In fact, if acceptance of American middle-class mores would have allowed black Americans to live lives similar to that of white middle-class Americans, it’s hard to see the point of Ellison’s objections. Fully integrated black Americans, if such a thing were possible, would not be exposed to lynchings. As for “Hollywood faddism and radio”, this is nothing more than left-wing “faddism”, complaining about popular culture because it doesn’t suit left-wing fantasies about what “the people” really want.
At one point, Ellison remarks, in a passage laden with both evasion and insight, that
For in our culture the problem of the irrational, that blind spot in our knowledge of society where Marx cries out for Freud and Freud for Marx, but where approaching, both grow wary and shout insults lest they actually meet, has taken the form of the Negro problem.
From Ellison’s point of view, the ruling classes in both the North and the South simply want to exploit black Americans for the benefit of Northern industrial capitalism and Southern agrarian capitalism. Although he hints at the “irrational” as an explanation of working class racial prejudice, he only hints at it, and prefers to see the oppressed condition of black Americans as simply an old-fashioned capitalist plot, conveniently leaving working class prejudice unexamined. I find Ellison’s faith in both Marx and Freud to be painfully dated—he recognizes that the two ideologies appear unable to accept the other as valid, but appears unwilling to push the matter to the ultimate, awkward conclusion that neither construct could endure much contact with “reality”.

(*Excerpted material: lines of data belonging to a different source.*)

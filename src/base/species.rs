use nalgebra::Vector3;
use serde::{Deserialize, Serialize};

/// Fractional coordinates of an atom within its unit cell.
pub type Position = Vector3<f64>;

/// An atomic species symbol (e.g. `"C"`, `"H"`, `"Fe"`).
///
/// Equality is symbol equality only; whether an atom is an R-group
/// attachment point is tracked separately on [`Atom::masked`], not baked
/// into the symbol the way the source loader's sentinel-tag scheme does.
#[derive(Debug, Clone, PartialEq, Eq, Hash, PartialOrd, Ord, Serialize, Deserialize)]
pub struct Species(pub String);

impl Species {
    pub fn new(symbol: impl Into<String>) -> Self {
        Self(symbol.into())
    }

    pub fn symbol(&self) -> &str {
        &self.0
    }
}

impl<T: Into<String>> From<T> for Species {
    fn from(value: T) -> Self {
        Self::new(value)
    }
}

/// A single site in a [`crate::base::Crystal`].
#[derive(Debug, Clone, PartialEq, Serialize, Deserialize)]
pub struct Atom {
    pub species: Species,
    pub frac_coords: Position,
    /// True iff this atom is an R-group attachment point: excluded from the
    /// unmasked-query portion of a replacement match, rather than deleted.
    pub masked: bool,
}

impl Atom {
    pub fn new(species: impl Into<Species>, frac_coords: Position) -> Self {
        Self {
            species: species.into(),
            frac_coords,
            masked: false,
        }
    }

    pub fn masked(species: impl Into<Species>, frac_coords: Position) -> Self {
        Self {
            species: species.into(),
            frac_coords,
            masked: true,
        }
    }

    pub fn with_masked(mut self, masked: bool) -> Self {
        self.masked = masked;
        self
    }
}
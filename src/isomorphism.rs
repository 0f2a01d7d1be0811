mod search;
mod ullmann;

pub use search::{Location, Search, SearchOptions};
pub use ullmann::find_subgraph_isomorphisms;
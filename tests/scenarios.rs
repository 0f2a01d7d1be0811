//! End-to-end scenarios exercising the public surface: search, the
//! replacement engine, and scheme validation together on small molecules
//! built directly as `Crystal`s.

use nalgebra::{Matrix3, Vector3};
use rand::rngs::StdRng;
use rand::SeedableRng;
use test_log::test;

use xtal_repl::{
    substructure_replace, substructure_search, Atom, Crystal, CrystalExt, Lattice,
    OrientationChoice, ReplaceOptions, SearchOptions, XtalError,
};

const CELL: f64 = 20.0;

fn large_cubic_lattice() -> Lattice {
    Lattice::new(Matrix3::identity() * CELL)
}

/// A 6-membered aromatic ring (cyclic C-C) with one H pendant on each ring
/// carbon, given the ring carbons' fractional coordinates in discovery
/// order. Bonds: `C_i - C_{i+1 mod 6}` and `C_i - H_i`.
fn benzene(name: &str, ring: [Vector3<f64>; 6]) -> Crystal {
    let mut atoms = Vec::with_capacity(12);
    for c in &ring {
        atoms.push(Atom::new("C", *c));
    }
    for c in &ring {
        atoms.push(Atom::new("H", c + Vector3::new(0.0, 0.02, 0.0)));
    }
    let mut crystal = Crystal::new(name, large_cubic_lattice(), atoms);
    for i in 0..6 {
        crystal.add_bond(i, (i + 1) % 6).unwrap();
    }
    for i in 0..6 {
        crystal.add_bond(i, 6 + i).unwrap();
    }
    crystal
}

/// A regular hexagon of fractional radius `r` around `center`, in the xy
/// plane, vertex 0 pointing along +x.
fn hexagon(center: Vector3<f64>, r: f64) -> [Vector3<f64>; 6] {
    std::array::from_fn(|i| {
        let theta = std::f64::consts::FRAC_PI_3 * i as f64;
        center + Vector3::new(r * theta.cos(), r * theta.sin(), 0.0)
    })
}

#[test]
fn s1_benzene_self_replacement_is_bond_isomorphic() {
    let ring = hexagon(Vector3::new(0.5, 0.5, 0.5), 0.05);
    let parent = benzene("benzene", ring);
    let query = benzene("benzene", ring);
    let replacement = benzene("benzene", ring);

    let search = substructure_search(&query, &parent, &SearchOptions::default());
    assert_eq!(search.nb_locations(), 1);
    // A fully symmetric necklace graph (6 equivalent ring carbons, each
    // with an equivalent pendant H) has at least the 6 cyclic rotations
    // as automorphisms.
    assert!(search.nb_orientations_at_location(0) >= 6);
    assert_eq!(search.nb_orientations_at_location(0) % 6, 0);

    let mut rng = StdRng::seed_from_u64(7);
    let result =
        substructure_replace(&search, &replacement, &ReplaceOptions::default(), &mut rng).unwrap();

    assert_eq!(result.num_atoms(), parent.num_atoms());
    assert_eq!(result.bonds.edge_count(), parent.bonds.edge_count());
    assert!(result.contains_substructure(&query, &SearchOptions::default()));
}

#[test]
fn s2_biphenyl_methyl_substitution_at_every_aromatic_hydrogen() {
    // Two rings joined by a single C-C bond between their bridgehead
    // carbons (index 0 of each ring); the other 5 carbons of each ring
    // each carry one aromatic H, for 10 aromatic hydrogens total.
    let ring_a = hexagon(Vector3::new(0.30, 0.5, 0.5), 0.05);
    let ring_b = hexagon(Vector3::new(0.45, 0.5, 0.5), 0.05);

    let mut atoms = Vec::new();
    for c in &ring_a {
        atoms.push(Atom::new("C", *c));
    }
    for c in &ring_b {
        atoms.push(Atom::new("C", *c));
    }
    let mut aromatic_h_indices = Vec::new();
    for (ring_offset, ring) in [(0usize, &ring_a), (6, &ring_b)] {
        for i in 1..6 {
            let h_index = atoms.len();
            atoms.push(Atom::new("H", ring[i] + Vector3::new(0.0, 0.02, 0.0)));
            aromatic_h_indices.push((ring_offset + i, h_index));
        }
    }

    let mut parent = Crystal::new("biphenyl", large_cubic_lattice(), atoms);
    for i in 0..6 {
        parent.add_bond(i, (i + 1) % 6).unwrap();
    }
    for i in 0..6 {
        parent.add_bond(6 + i, 6 + (i + 1) % 6).unwrap();
    }
    parent.add_bond(0, 6).unwrap(); // inter-ring bridgehead bond
    for &(ring_c, h) in &aromatic_h_indices {
        parent.add_bond(ring_c, h).unwrap();
    }
    assert_eq!(aromatic_h_indices.len(), 10);

    // Query: the aromatic ring carbon as a masked attachment stub, bonded to
    // its pendant H. The ring carbon is retained at every match (it anchors
    // the new substituent); only the H is deleted.
    let mut query = Crystal::new(
        "aromatic_h",
        large_cubic_lattice(),
        vec![
            Atom::masked("C", Vector3::zeros()),
            Atom::new("H", Vector3::new(0.0, 0.02, 0.0)),
        ],
    );
    query.add_bond(0, 1).unwrap();

    let search = substructure_search(&query, &parent, &SearchOptions::default());
    assert_eq!(search.nb_locations(), 10);

    // Replacement: methyl, CH3, attachment carbon masked to match the
    // query's masked ring-carbon stub.
    let methyl_atoms = vec![
        Atom::masked("C", Vector3::new(0.0, 0.0, 0.0)),
        Atom::new("H", Vector3::new(0.03, 0.0, 0.0)),
        Atom::new("H", Vector3::new(-0.015, 0.026, 0.0)),
        Atom::new("H", Vector3::new(-0.015, -0.026, 0.0)),
    ];
    let mut methyl = Crystal::new("methyl", large_cubic_lattice(), methyl_atoms);
    methyl.add_bond(0, 1).unwrap();
    methyl.add_bond(0, 2).unwrap();
    methyl.add_bond(0, 3).unwrap();

    let mut rng = StdRng::seed_from_u64(3);
    let result = substructure_replace(&search, &methyl, &ReplaceOptions::default(), &mut rng).unwrap();

    // Each of the 10 sites deletes 1 atom (the matched H; the masked ring
    // carbon is retained) and inserts the methyl fragment minus its own
    // masked attachment carbon.
    let expected = parent.num_atoms() - 10 + 10 * (methyl.num_atoms() - 1);
    assert_eq!(result.num_atoms(), expected);
}

#[test]
fn s3_benzene_straddling_a_cell_boundary_has_a_cross_boundary_bond() {
    let ring = [
        Vector3::new(0.02, 0.50, 0.50),
        Vector3::new(0.06, 0.54, 0.50),
        Vector3::new(0.10, 0.54, 0.50),
        Vector3::new(0.14, 0.50, 0.50),
        Vector3::new(0.10, 0.46, 0.50),
        Vector3::new(0.95, 0.46, 0.50),
    ];
    let parent = benzene("straddling_benzene", ring);
    let query = benzene("benzene", hexagon(Vector3::new(0.5, 0.5, 0.5), 0.05));

    let search = substructure_search(&query, &parent, &SearchOptions::default());
    assert_eq!(search.nb_locations(), 1);

    for bond in parent.bonds.edge_weights() {
        assert!(bond.distance.is_finite());
        assert!(bond.distance > 0.0);
    }

    let replacement = benzene("benzene", ring);
    let mut rng = StdRng::seed_from_u64(11);
    let result =
        substructure_replace(&search, &replacement, &ReplaceOptions::default(), &mut rng).unwrap();

    let crossing_exists = result.bonds.edge_weights().any(|bond| bond.cross_boundary);
    assert!(
        crossing_exists,
        "expected at least one cross-boundary bond in the replaced ring"
    );

    for bond in result.bonds.edge_weights() {
        assert!(bond.distance.is_finite());
        assert!(bond.distance > 0.0);
    }
}

#[test]
fn s4_absent_species_query_yields_no_match_and_parent_is_returned_unchanged() {
    let ring = hexagon(Vector3::new(0.5, 0.5, 0.5), 0.05);
    let parent = benzene("benzene", ring);

    let query = Crystal::new(
        "xenon_probe",
        large_cubic_lattice(),
        vec![Atom::new("Xe", Vector3::zeros())],
    );

    let search = substructure_search(&query, &parent, &SearchOptions::default());
    assert_eq!(search.nb_locations(), 0);

    let replacement = benzene("benzene", ring);
    let mut rng = StdRng::seed_from_u64(1);
    let options = ReplaceOptions {
        name: "unchanged".to_string(),
        ..ReplaceOptions::default()
    };
    let result = substructure_replace(&search, &replacement, &options, &mut rng).unwrap();

    assert_eq!(result.num_atoms(), parent.num_atoms());
    assert_eq!(result.bonds.edge_count(), parent.bonds.edge_count());
    assert_eq!(result.name, "unchanged");
}

#[test]
fn s5_mismatched_loc_and_ori_lengths_is_an_invalid_scheme() {
    let ring_a = hexagon(Vector3::new(0.3, 0.5, 0.5), 0.05);
    let ring_b = hexagon(Vector3::new(0.7, 0.5, 0.5), 0.05);
    let mut parent = benzene("a", ring_a);
    let offset = parent.append(&benzene("b", ring_b));
    assert_eq!(offset, 12);

    let mut query = Crystal::new(
        "ch_pair",
        large_cubic_lattice(),
        vec![Atom::new("C", Vector3::zeros()), Atom::new("H", Vector3::new(0.02, 0.0, 0.0))],
    );
    query.add_bond(0, 1).unwrap();

    let search = substructure_search(&query, &parent, &SearchOptions::default());
    assert!(search.nb_locations() >= 2);

    let replacement = benzene("r", ring_a);
    let options = ReplaceOptions {
        loc: Some(vec![1, 2]),
        ori: Some(vec![OrientationChoice::Explicit(1)]),
        ..ReplaceOptions::default()
    };
    let mut rng = StdRng::seed_from_u64(0);
    let result = substructure_replace(&search, &replacement, &options, &mut rng);
    assert!(matches!(result, Err(XtalError::InvalidScheme(_))));
}

#[test]
fn s6_null_replacement_mapping_deletes_the_match_without_inserting_anything() {
    let ring = hexagon(Vector3::new(0.5, 0.5, 0.5), 0.05);
    let parent = benzene("benzene", ring);
    let query = benzene("benzene", ring);

    // A replacement with no carbon or hydrogen at all: the unmasked query
    // subgraph (the full benzene query, nothing masked) has no isomorphism
    // into it, so every accepted location is a null mapping.
    let replacement = Crystal::new(
        "inert",
        large_cubic_lattice(),
        vec![Atom::new("Ne", Vector3::zeros())],
    );

    let search = substructure_search(&query, &parent, &SearchOptions::default());
    assert_eq!(search.nb_locations(), 1);
    let matched_size = search.locations[0].vertices.len();

    let mut rng = StdRng::seed_from_u64(0);
    let result =
        substructure_replace(&search, &replacement, &ReplaceOptions::default(), &mut rng).unwrap();

    assert_eq!(result.num_atoms(), parent.num_atoms() - matched_size);
}
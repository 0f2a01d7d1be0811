//! Grouping of raw isomorphisms into locations and orientations, and the
//! read-only [`Search`] result type.

use itertools::Itertools;
use log::info;

use crate::base::Crystal;
use crate::isomorphism::ullmann::find_subgraph_isomorphisms;

/// Matcher configuration for [`substructure_search`](crate::substructure_search).
#[derive(Debug, Clone, Copy, Default)]
pub struct SearchOptions {
    /// Require a full graph isomorphism (sizes equal, edges preserved both
    /// ways) rather than a subgraph match.
    pub exact: bool,
}

/// One equivalence class of isomorphisms sharing the same unordered parent
/// vertex set.
#[derive(Debug, Clone)]
pub struct Location {
    /// Canonical (ascending) parent vertex indices occupied by every
    /// orientation at this location.
    pub vertices: Vec<usize>,
    /// Distinct injective maps `query index -> parent index`, in the order
    /// they were discovered, each with `vertices` as its sorted image.
    pub orientations: Vec<Vec<usize>>,
}

/// Read-only result of a subgraph-isomorphism search: the query and parent
/// it was computed from, grouped into locations and orientations.
#[derive(Debug, Clone)]
pub struct Search {
    pub query: Crystal,
    pub parent: Crystal,
    pub locations: Vec<Location>,
}

impl Search {
    /// Run the isomorphism search and group the results.
    pub fn new(query: &Crystal, parent: &Crystal, options: &SearchOptions) -> Self {
        let isomorphisms = find_subgraph_isomorphisms(query, parent, options.exact);
        let locations = group_by_location(isomorphisms);
        info!(
            "substructure_search: {} location(s), {} orientation(s) total",
            locations.len(),
            locations.iter().map(|l| l.orientations.len()).sum::<usize>()
        );
        Self {
            query: query.clone(),
            parent: parent.clone(),
            locations,
        }
    }

    pub fn nb_isomorphisms(&self) -> usize {
        self.locations.iter().map(|l| l.orientations.len()).sum()
    }

    pub fn nb_locations(&self) -> usize {
        self.locations.len()
    }

    pub fn nb_orientations_at_location(&self, k: usize) -> usize {
        self.locations.get(k).map(|l| l.orientations.len()).unwrap_or(0)
    }
}

/// Group isomorphisms by their canonical sorted image, in lexicographic
/// order of that image, preserving per-location discovery order for
/// orientations.
fn group_by_location(isomorphisms: Vec<Vec<usize>>) -> Vec<Location> {
    let mut keyed: Vec<(Vec<usize>, Vec<usize>)> = isomorphisms
        .into_iter()
        .map(|iso| {
            let mut sorted_image = iso.clone();
            sorted_image.sort_unstable();
            (sorted_image, iso)
        })
        .collect();
    keyed.sort_by(|a, b| a.0.cmp(&b.0));

    keyed
        .into_iter()
        .group_by(|(key, _)| key.clone())
        .into_iter()
        .map(|(vertices, group)| Location {
            vertices,
            orientations: group.map(|(_, iso)| iso).collect(),
        })
        .collect()
}
//! Orthogonal Procrustes alignment: the rotation minimizing `‖R·A − B‖_F`
//! between two correlated, centered 3xN Cartesian point clouds.

use log::warn;
use nalgebra::{Matrix3, Vector3};

/// `R = V·Uᵀ` from the SVD of `A·Bᵀ`.
///
/// `a` and `b` must already be centered at the origin and correlated
/// (`a[i]` corresponds to `b[i]`). No reflection correction is applied: if
/// the optimal alignment happens to be an improper rotation (`det(R) = -1`),
/// this function returns it as-is, matching the documented behavior of the
/// system this crate's alignment engine is modeled on. Callers that need a
/// proper rotation must check `det(R)` themselves.
///
/// Fewer than 3 non-colinear points make the rotation well-defined but not
/// unique; this is logged as a degenerate-alignment condition rather than
/// treated as an error, and the best-effort SVD-derived rotation is still
/// returned.
pub fn procrustes_rotation(a: &[Vector3<f64>], b: &[Vector3<f64>]) -> Matrix3<f64> {
    assert_eq!(a.len(), b.len(), "point clouds must be the same length");

    if a.len() < 3 {
        warn!(
            "degenerate alignment: only {} point(s); rotation may not be unique",
            a.len()
        );
    }

    let mut covariance = Matrix3::zeros();
    for (pa, pb) in a.iter().zip(b.iter()) {
        covariance += pa * pb.transpose();
    }

    let svd = covariance.svd(true, true);
    let u = svd.u.expect("SVD configured to compute U");
    let v_t = svd.v_t.expect("SVD configured to compute V^T");
    v_t.transpose() * u.transpose()
}

/// Centroid of a point cloud; `Vector3::zeros()` for an empty slice.
pub fn centroid(points: &[Vector3<f64>]) -> Vector3<f64> {
    if points.is_empty() {
        return Vector3::zeros();
    }
    let sum: Vector3<f64> = points.iter().sum();
    sum / (points.len() as f64)
}

/// Root-mean-square distance between two correlated point clouds.
pub fn rmsd(a: &[Vector3<f64>], b: &[Vector3<f64>]) -> f64 {
    assert_eq!(a.len(), b.len(), "point clouds must be the same length");
    if a.is_empty() {
        return 0.0;
    }
    let sum_sq: f64 = a
        .iter()
        .zip(b.iter())
        .map(|(pa, pb)| (pa - pb).norm_squared())
        .sum();
    (sum_sq / (a.len() as f64)).sqrt()
}
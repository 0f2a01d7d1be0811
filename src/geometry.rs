//! Periodic boundary condition utilities: fractional displacement
//! corrections, wrap-to-cell, and PBC-aware distance.
//!
//! Grounded on the minimum-image idiom used across the crystal-structure
//! corpus: wrap with `rem_euclid` (correct for negative inputs, unlike `%`),
//! and find the nearest periodic image by rounding the fractional
//! displacement to the nearest integer per axis.

use nalgebra::Matrix3;

use crate::base::{Position, XtalError};

/// Wrap a single fractional coordinate into `[0, 1)`.
#[inline]
pub fn wrap_frac_coord(coord: f64) -> f64 {
    let wrapped = coord.rem_euclid(1.0);
    if wrapped >= 1.0 {
        0.0
    } else {
        wrapped
    }
}

/// Wrap a fractional position into `[0, 1)^3`. Idempotent: wrapping an
/// already-wrapped position is a no-op.
pub fn wrap(frac: &Position) -> Position {
    Position::new(
        wrap_frac_coord(frac.x),
        wrap_frac_coord(frac.y),
        wrap_frac_coord(frac.z),
    )
}

/// Nearest-image correction of a fractional displacement: subtract the
/// nearest integer from each axis so the result lies in `[-0.5, 0.5)`.
///
/// Precondition: `|d_axis| < 2` for every axis, matching the assumption that
/// the two points being compared lie within the same or an adjacent unit
/// cell. Violating it returns [`XtalError::GeometricPrecondition`] rather
/// than silently producing a nonsensical displacement.
pub fn nearest_image(displacement: &Position) -> Result<Position, XtalError> {
    for (axis, value) in displacement.iter().enumerate() {
        if value.abs() >= 2.0 {
            return Err(XtalError::GeometricPrecondition(format!(
                "axis {axis} displacement {value} is outside [-2, 2]"
            )));
        }
    }
    Ok(Position::new(
        displacement.x - displacement.x.round(),
        displacement.y - displacement.y.round(),
        displacement.z - displacement.z.round(),
    ))
}

/// PBC-adjust an ordered list of fractional positions so they form a locally
/// contiguous point cloud: the first position anchors the set, and every
/// other position is re-expressed as the anchor plus its nearest-image
/// displacement from the anchor.
///
/// This is what makes a match that straddles a cell face safe to feed into
/// Procrustes alignment: without it, atoms on opposite sides of a periodic
/// boundary would appear far apart in fractional space even though they are
/// geometrically close.
pub fn adjust_for_pbc(positions: &[Position]) -> Result<Vec<Position>, XtalError> {
    let Some(anchor) = positions.first().copied() else {
        return Ok(Vec::new());
    };
    let mut adjusted = Vec::with_capacity(positions.len());
    adjusted.push(anchor);
    for pos in &positions[1..] {
        let displacement = nearest_image(&(pos - anchor))?;
        adjusted.push(anchor + displacement);
    }
    Ok(adjusted)
}

/// Compute the in-cell and PBC-nearest-image Cartesian distance between two
/// fractional positions under the given lattice basis. Returns
/// `(in_cell_distance, pbc_distance)`.
pub fn bond_distances(
    f_to_c: &Matrix3<f64>,
    a: &Position,
    b: &Position,
) -> Result<(f64, f64), XtalError> {
    let in_cell = (f_to_c * (b - a)).norm();
    let pbc_disp = nearest_image(&(b - a))?;
    let pbc = (f_to_c * pbc_disp).norm();
    Ok((in_cell, pbc))
}
use thiserror::Error;

#[derive(Error, Debug, PartialEq, Eq, Clone)]
/// Fatal error types for the **xtal-repl** library.
///
/// Non-fatal conditions (no match found, an ambiguous replacement map, a
/// degenerate alignment) are not represented here: they are reported through
/// `log::warn!` and the call still returns a value, per the library's error
/// handling design.
pub enum XtalError {
    #[error("invalid replacement scheme: {0}")]
    InvalidScheme(String),
    #[error("fractional displacement outside [-2, 2] during PBC adjustment: {0}")]
    GeometricPrecondition(String),
}
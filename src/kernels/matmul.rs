use rayon::prelude::*;

use crate::{
    shape::{check_matmul, require},
    simd::portable::edge_tile,
    Element, KC, MC, NC, PARALLEL_THRESHOLD,
};

/// Matrix product `C = A·B` for row-major A (`m x k`), B (`k x n`) and C (`m x n`).
///
/// C is zero-filled first and then accumulated. The loop nest is blocked for the cache
/// hierarchy: `NC`-column panels of B, `KC`-deep slices of A and B, `MC`-row blocks of A,
/// and inside a block an MR×NR register tile of C that stays in registers across the
/// whole `KC` slice. Tiles along the right and bottom edges of C are computed with
/// their exact extents. Nothing is packed or allocated.
///
/// Each cell of C receives its products in increasing `k` order, the same order as the
/// naive triple loop; only the use of fused multiply-add can change the rounding.
/// When any of `m`, `n`, `k` is zero, C is left all zeros.
///
/// # Panics
///
/// Panics unless `a.len() == m * k`, `b.len() == k * n` and `c.len() == m * n`.
///
/// # Examples
///
/// ```rust
/// // 2x2 · 2x3
/// let a = [1.0f32, 2.0, 3.0, 4.0];
/// let b = [1.0f32, 0.0, 1.0, 0.0, 1.0, 1.0];
/// let mut c = [0.0; 6];
/// lanekit::matmul(&a, &b, &mut c, 2, 3, 2);
/// assert_eq!(c, [1.0, 2.0, 3.0, 3.0, 4.0, 7.0]);
/// ```
#[track_caller]
pub fn matmul<T: Element>(a: &[T], b: &[T], c: &mut [T], m: usize, n: usize, k: usize) {
    require(check_matmul(a.len(), b.len(), c.len(), m, n, k));

    c.fill(T::zero());
    if m == 0 || n == 0 || k == 0 {
        return;
    }

    gemm_rows(a, b, c, m, n, k);
}

/// [`matmul`] with C split into `MC`-row bands across the Rayon thread pool.
///
/// Every band runs the same blocked loop nest as [`matmul`] over its rows, so the two
/// are bit-identical. Runs sequentially when `m * n * k` is below
/// [`PARALLEL_THRESHOLD`].
///
/// # Panics
///
/// Same preconditions as [`matmul`].
#[track_caller]
pub fn par_matmul<T: Element>(a: &[T], b: &[T], c: &mut [T], m: usize, n: usize, k: usize) {
    require(check_matmul(a.len(), b.len(), c.len(), m, n, k));

    let work = m.saturating_mul(n).saturating_mul(k);
    if work < PARALLEL_THRESHOLD {
        return matmul(a, b, c, m, n, k);
    }

    c.par_chunks_mut(MC * n)
        .zip(a.par_chunks(MC * k))
        .for_each(|(c_band, a_band)| {
            let rows = c_band.len() / n;
            c_band.fill(T::zero());
            gemm_rows(a_band, b, c_band, rows, n, k);
        });
}

/// `C += A·B` over `rows` rows, blocked `jc → pc → ic`.
fn gemm_rows<T: Element>(a: &[T], b: &[T], c: &mut [T], rows: usize, n: usize, k: usize) {
    for jc in (0..n).step_by(NC) {
        let nc = NC.min(n - jc);

        for pc in (0..k).step_by(KC) {
            let kc = KC.min(k - pc);

            for ic in (0..rows).step_by(MC) {
                let mc = MC.min(rows - ic);

                block(
                    &a[ic * k + pc..],
                    k,
                    &b[pc * n + jc..],
                    n,
                    &mut c[ic * n + jc..],
                    n,
                    mc,
                    nc,
                    kc,
                );
            }
        }
    }
}

/// One `mc x nc` block of C over depth `kc`, walked in register tiles `jr → ir`.
#[allow(clippy::too_many_arguments)]
#[inline]
fn block<T: Element>(
    a: &[T],
    lda: usize,
    b: &[T],
    ldb: usize,
    c: &mut [T],
    ldc: usize,
    mc: usize,
    nc: usize,
    kc: usize,
) {
    let (mr, nr) = (T::TILE_ROWS, T::TILE_COLS);

    for jr in (0..nc).step_by(nr) {
        let cols = nr.min(nc - jr);

        for ir in (0..mc).step_by(mr) {
            let rows = mr.min(mc - ir);

            let a_tile = &a[ir * lda..];
            let b_tile = &b[jr..];
            let c_tile = &mut c[ir * ldc + jr..];

            if rows == mr && cols == nr {
                T::register_tile(a_tile, lda, b_tile, ldb, c_tile, ldc, kc);
            } else {
                edge_tile(a_tile, lda, b_tile, ldb, c_tile, ldc, rows, cols, kc);
            }
        }
    }
}

#[cfg(test)]
mod tests {
    use super::*;

    fn naive(a: &[f64], b: &[f64], m: usize, n: usize, k: usize) -> Vec<f64> {
        let mut c = vec![0.0; m * n];
        for i in 0..m {
            for p in 0..k {
                for j in 0..n {
                    c[i * n + j] += a[i * k + p] * b[p * n + j];
                }
            }
        }
        c
    }

    fn small_ints(len: usize, salt: usize) -> Vec<f64> {
        (0..len).map(|i| ((i * 31 + salt) % 9) as f64 - 4.0).collect()
    }

    #[test]
    fn test_integer_inputs_match_naive_exactly() {
        // Integer products and sums below 2^53 are exact under any rounding.
        for &(m, n, k) in &[(1, 1, 1), (4, 8, 3), (5, 9, 7), (13, 17, 11), (64, 64, 64), (65, 257, 33), (3, 300, 260)] {
            let a = small_ints(m * k, 1);
            let b = small_ints(k * n, 2);
            let mut c = vec![f64::NAN; m * n];

            matmul(&a, &b, &mut c, m, n, k);
            assert_eq!(c, naive(&a, &b, m, n, k), "shape {m}x{n}x{k}");
        }
    }

    #[test]
    fn test_zero_depth_clears_c() {
        let mut c = vec![7.0f32; 12];
        matmul(&[], &[], &mut c, 3, 4, 0);
        assert!(c.iter().all(|&x| x == 0.0));
    }

    #[test]
    fn test_empty_output() {
        let mut c: Vec<f64> = Vec::new();
        matmul(&[], &[1.0; 5], &mut c, 0, 5, 1);
        matmul(&[1.0; 5], &[], &mut c, 5, 0, 1);
    }

    #[test]
    #[should_panic(expected = "Shape mismatch: C is declared 2x2 (4 elements) but holds 5")]
    fn test_wrong_output_size_panics() {
        let mut c = [0.0f64; 5];
        matmul(&[1.0; 4], &[1.0; 4], &mut c, 2, 2, 2);
    }

    #[test]
    fn test_parallel_is_bit_identical() {
        let (m, n, k) = (150, 70, 90);
        let a: Vec<f64> = (0..m * k).map(|i| ((i as f64) * 0.37).sin()).collect();
        let b: Vec<f64> = (0..k * n).map(|i| ((i as f64) * 0.11).cos()).collect();

        let mut seq = vec![0.0; m * n];
        let mut par = vec![1.0; m * n];
        matmul(&a, &b, &mut seq, m, n, k);
        par_matmul(&a, &b, &mut par, m, n, k);

        assert_eq!(seq, par);
    }
}
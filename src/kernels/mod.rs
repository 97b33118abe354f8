//! The four public kernels.
//!
//! All kernels take flat row-major buffers plus explicit dimensions, write only their
//! output buffer and never allocate. Shape violations panic before any output is
//! written; see [`crate::shape`] for the fallible checks.

mod dot;
mod matmul;
mod matvec;
mod sum;

pub use self::dot::dot;
pub use self::matmul::{matmul, par_matmul};
pub use self::matvec::{matvec, par_matvec};
pub use self::sum::sum;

Ellison’s own solution naturally argues for a recognition of an independent validity for American “Negro” culture, that can and must be recognized by White America if anything like a just society is to emerge from the current state of class-based oppression. In his argument, Ellison nods to two of his culture heroes, Dostoevsky and James Joyce:
It does not occur to Myrdal that many of the Negro cultural manifestations which he considers merely reflective [of European civilization, which Myrdal sees as the only true civilization possible] might also embody a rejection of what he considers “higher” values. There is a dualism at work here. It is only partially true that Negroes turn away from white patterns because they are refused participation. There is nothing like distance to create objectivity, and exclusion gives rise to counter values. Men, as Dostoyevsky observed, cannot live in revolt. Nor can they live in a state of “reacting”. It will take a deeper science than Myrdal’s—deep as that might be—to analyze what is happening among the masses of Negroes. Much of it is inarticulate, and Negro scholars have, for the most part, ignored it through clinging, as does Myrdal, to the sterile concept of “race”.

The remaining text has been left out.